▶ **BRIEF**: Among the entries below, which lines include the string "info"? Show each one.

--- DATASET CONTENT Enclosed Below ---

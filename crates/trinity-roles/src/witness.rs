//! WITNESS — perception (§4.5.1). Subscribes to `telemetry_stream` and
//! `personal_context_stream`, runs an external [`PatternDetector`] over each
//! event, upserts detections into the pattern store, and emits improvement
//! signals for anything that clears the priority/recurrence bar.
//!
//! Shaped after `OrchestratorEngine` (Arc handles to shared collaborators,
//! a cancellable `run()` loop) generalized to a single subscribe-process-ack
//! cycle instead of a multi-phase run.

use std::collections::HashMap;
use std::sync::{Arc, Mutex};

use futures::StreamExt;
use serde_json::Value;
use tokio_util::sync::CancellationToken;
use tracing::{error, info, warn};
use uuid::Uuid;

use trinity_bus::{queues, MessageBus};
use trinity_patterns::PatternStore;
use trinity_types::Priority;

use crate::config::WitnessConfig;
use crate::detector::PatternDetector;
use crate::error::Result;
use crate::signal::{Signal, SignalData};

/// Running counters surfaced for operators (§4.5.1: "Stats: total
/// detections, unique patterns, most common").
#[derive(Debug, Clone, Default, serde::Serialize)]
pub struct WitnessStats {
    pub total_detections: u64,
    pub unique_patterns: u64,
    pub most_common: Option<String>,
}

struct StatsState {
    total_detections: u64,
    by_pattern_name: HashMap<String, u64>,
}

impl StatsState {
    fn new() -> Self {
        Self {
            total_detections: 0,
            by_pattern_name: HashMap::new(),
        }
    }

    fn record(&mut self, pattern_name: &str) {
        self.total_detections += 1;
        *self.by_pattern_name.entry(pattern_name.to_string()).or_insert(0) += 1;
    }

    fn snapshot(&self) -> WitnessStats {
        let most_common = self
            .by_pattern_name
            .iter()
            .max_by_key(|(_, count)| **count)
            .map(|(name, _)| name.clone());
        WitnessStats {
            total_detections: self.total_detections,
            unique_patterns: self.by_pattern_name.len() as u64,
            most_common,
        }
    }
}

/// Stateless perception worker. Holds only shared handles; all learned state
/// lives in the pattern store.
pub struct Witness {
    bus: Arc<MessageBus>,
    patterns: Arc<dyn PatternStore>,
    detector: Arc<dyn PatternDetector>,
    config: WitnessConfig,
    stats: Mutex<StatsState>,
}

impl Witness {
    pub fn new(
        bus: Arc<MessageBus>,
        patterns: Arc<dyn PatternStore>,
        detector: Arc<dyn PatternDetector>,
        config: WitnessConfig,
    ) -> Self {
        Self {
            bus,
            patterns,
            detector,
            config,
            stats: Mutex::new(StatsState::new()),
        }
    }

    pub fn stats(&self) -> WitnessStats {
        self.stats.lock().expect("witness stats lock poisoned").snapshot()
    }

    /// Runs until `cancel` fires. Consumes `telemetry_stream` and
    /// `personal_context_stream` as one merged source (§4.5.1); each event
    /// is processed end-to-end and acked before the next is considered.
    pub async fn run(&self, cancel: CancellationToken) {
        let telemetry = self.bus.subscribe(queues::TELEMETRY_STREAM, 1);
        let personal_context = self.bus.subscribe(queues::PERSONAL_CONTEXT_STREAM, 1);
        let mut events = futures::stream::select(telemetry, personal_context);

        loop {
            tokio::select! {
                _ = cancel.cancelled() => {
                    info!(target: "trinity.witness", "stopping");
                    break;
                }
                message = events.next() => {
                    let Some(message) = message else { break };
                    let message_id = message.id;
                    if let Err(err) = self.process_event(&message.payload).await {
                        error!(target: "trinity.witness", error = %err, "event processing failed");
                    }
                    if let Err(err) = self.bus.ack(message_id).await {
                        error!(target: "trinity.witness", error = %err, "ack failed");
                    }
                }
            }
        }
    }

    /// One perception cycle over a single telemetry event. Public so tests
    /// (and a caller that wants to drive WITNESS without the bus loop) can
    /// exercise it directly.
    pub async fn process_event(&self, event: &Value) -> Result<()> {
        let detections = match self.detector.detect(event).await {
            Ok(detections) => detections,
            Err(err) => {
                warn!(target: "trinity.witness", error = %err.0, "pattern detector failed");
                self.publish_detector_failure(&err.0, event).await?;
                return Ok(());
            }
        };

        for detection in detections {
            if detection.confidence < self.config.min_confidence {
                continue;
            }

            let pattern_id = self
                .patterns
                .store_pattern(
                    &detection.pattern_type,
                    &detection.pattern_name,
                    &detection.content,
                    detection.confidence,
                    detection.metadata.clone(),
                    1,
                )
                .await?;

            self.stats
                .lock()
                .expect("witness stats lock poisoned")
                .record(&detection.pattern_name);

            let times_seen = self.times_seen(pattern_id).await?;
            let is_urgent = matches!(detection.priority, Priority::High | Priority::Critical);
            let is_recurring = times_seen >= self.config.emit_times_seen_threshold;
            if !is_urgent && !is_recurring {
                continue;
            }

            self.emit_signal(event, &detection, times_seen.max(1)).await?;
        }

        Ok(())
    }

    async fn times_seen(&self, pattern_id: i64) -> Result<u32> {
        Ok(self
            .patterns
            .get_pattern(pattern_id)
            .await?
            .map(|p| p.times_seen)
            .unwrap_or(1))
    }

    async fn emit_signal(
        &self,
        event: &Value,
        detection: &crate::detector::Detection,
        evidence_count: u32,
    ) -> Result<()> {
        let correlation_id = event
            .get("correlation_id")
            .and_then(Value::as_str)
            .map(str::to_string)
            .unwrap_or_else(|| Uuid::new_v4().to_string());

        let keywords = event
            .get("keywords")
            .and_then(Value::as_array)
            .map(|values| {
                values
                    .iter()
                    .filter_map(Value::as_str)
                    .map(str::to_string)
                    .collect()
            })
            .unwrap_or_default();

        let extra = detection
            .metadata
            .as_ref()
            .and_then(Value::as_object)
            .cloned()
            .unwrap_or_default();

        let signal = Signal {
            correlation_id: correlation_id.clone(),
            priority: detection.priority,
            pattern: detection.pattern_name.clone(),
            pattern_type: Some(detection.pattern_type.clone()),
            data: SignalData { keywords, extra },
            evidence_count,
            confidence: detection.confidence,
            timestamp: chrono::Utc::now(),
        };

        let payload = serde_json::to_value(&signal)?;
        self.bus
            .publish(
                queues::IMPROVEMENT_QUEUE,
                payload,
                detection.priority.bus_priority(),
                Some(correlation_id),
            )
            .await?;
        Ok(())
    }

    async fn publish_detector_failure(&self, reason: &str, event: &Value) -> Result<()> {
        let correlation_id = event
            .get("correlation_id")
            .and_then(Value::as_str)
            .map(str::to_string);
        let report = serde_json::json!({
            "status": "failure",
            "stage": "witness_detect",
            "details": reason,
            "timestamp": chrono::Utc::now(),
        });
        self.bus
            .publish(queues::TELEMETRY_STREAM, report, 10, correlation_id)
            .await?;
        Ok(())
    }
}

#[cfg(test)]
mod tests {
    use super::*;
    use crate::detector::StubPatternDetector;
    use serde_json::json;
    use std::path::Path;
    use trinity_patterns::InMemoryPatternStore;

    fn witness() -> Witness {
        Witness::new(
            Arc::new(MessageBus::open(Path::new(":memory:")).unwrap()),
            Arc::new(InMemoryPatternStore::new()),
            Arc::new(StubPatternDetector::new()),
            WitnessConfig::default(),
        )
    }

    #[tokio::test]
    async fn low_confidence_detection_is_discarded() {
        let w = witness();
        let event = json!({
            "pattern_type": "failure",
            "message": "minor hiccup",
            "confidence": 0.1,
        });
        w.process_event(&event).await.unwrap();
        assert_eq!(w.stats().total_detections, 0);
    }

    #[tokio::test]
    async fn critical_detection_emits_signal_and_stores_pattern() {
        let w = witness();
        let event = json!({
            "pattern_type": "failure",
            "pattern_name": "null-deref",
            "message": "Fatal error: NoneType in payments",
            "confidence": 0.92,
            "priority": "CRITICAL",
            "correlation_id": "corr-1",
        });
        w.process_event(&event).await.unwrap();

        assert_eq!(w.stats().total_detections, 1);
        assert_eq!(w.stats().unique_patterns, 1);

        let pending = w.bus.pending_count(queues::IMPROVEMENT_QUEUE).await.unwrap();
        assert_eq!(pending, 1);
    }

    #[tokio::test]
    async fn normal_priority_below_recurrence_threshold_emits_nothing() {
        let w = witness();
        let event = json!({
            "pattern_type": "opportunity",
            "pattern_name": "cache-hint",
            "message": "could memoize this",
            "confidence": 0.8,
            "priority": "NORMAL",
        });
        w.process_event(&event).await.unwrap();
        let pending = w.bus.pending_count(queues::IMPROVEMENT_QUEUE).await.unwrap();
        assert_eq!(pending, 0);
    }

    #[tokio::test]
    async fn recurring_normal_pattern_crosses_threshold_and_emits() {
        let w = witness();
        let event = json!({
            "pattern_type": "opportunity",
            "pattern_name": "cache-hint",
            "message": "could memoize this",
            "confidence": 0.8,
            "priority": "NORMAL",
        });
        for _ in 0..5 {
            w.process_event(&event).await.unwrap();
        }
        let pending = w.bus.pending_count(queues::IMPROVEMENT_QUEUE).await.unwrap();
        assert_eq!(pending, 1);
    }

    #[tokio::test]
    async fn detector_error_publishes_failure_telemetry() {
        let w = witness();
        let event = json!({"force_detector_error": true});
        w.process_event(&event).await.unwrap();
        let pending = w.bus.pending_count(queues::TELEMETRY_STREAM).await.unwrap();
        assert_eq!(pending, 1);
    }
}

--- End of Enclosed DATASET CONTENT ---

▶ **EXERCISE ANSWER**:
use tracing::{error, info, warn};
                    info!(target: "trinity.witness", "stopping");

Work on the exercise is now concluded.